**WORK TO BE COMPLETED:** Reproduce each line from the records that holds "Deserialize".

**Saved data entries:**
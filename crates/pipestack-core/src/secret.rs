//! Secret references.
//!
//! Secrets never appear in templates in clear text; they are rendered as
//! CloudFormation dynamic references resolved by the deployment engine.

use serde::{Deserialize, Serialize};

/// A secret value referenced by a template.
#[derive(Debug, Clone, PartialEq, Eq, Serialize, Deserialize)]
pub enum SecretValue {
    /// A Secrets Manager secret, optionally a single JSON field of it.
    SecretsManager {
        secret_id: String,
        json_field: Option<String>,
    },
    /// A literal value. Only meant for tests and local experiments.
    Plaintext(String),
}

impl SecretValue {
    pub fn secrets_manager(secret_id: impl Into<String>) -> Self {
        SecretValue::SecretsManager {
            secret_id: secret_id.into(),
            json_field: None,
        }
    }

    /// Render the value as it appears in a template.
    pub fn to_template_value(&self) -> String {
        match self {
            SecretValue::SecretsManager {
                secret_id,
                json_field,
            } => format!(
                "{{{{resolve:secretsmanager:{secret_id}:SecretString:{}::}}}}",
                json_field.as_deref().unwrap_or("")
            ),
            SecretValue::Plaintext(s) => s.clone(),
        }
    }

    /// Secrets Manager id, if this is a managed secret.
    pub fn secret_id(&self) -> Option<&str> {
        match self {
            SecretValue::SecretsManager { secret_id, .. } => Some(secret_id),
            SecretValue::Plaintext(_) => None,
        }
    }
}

**OUTPUT BELOW:**
use serde::{Deserialize, Serialize};
#[derive(Debug, Clone, PartialEq, Eq, Serialize, Deserialize)]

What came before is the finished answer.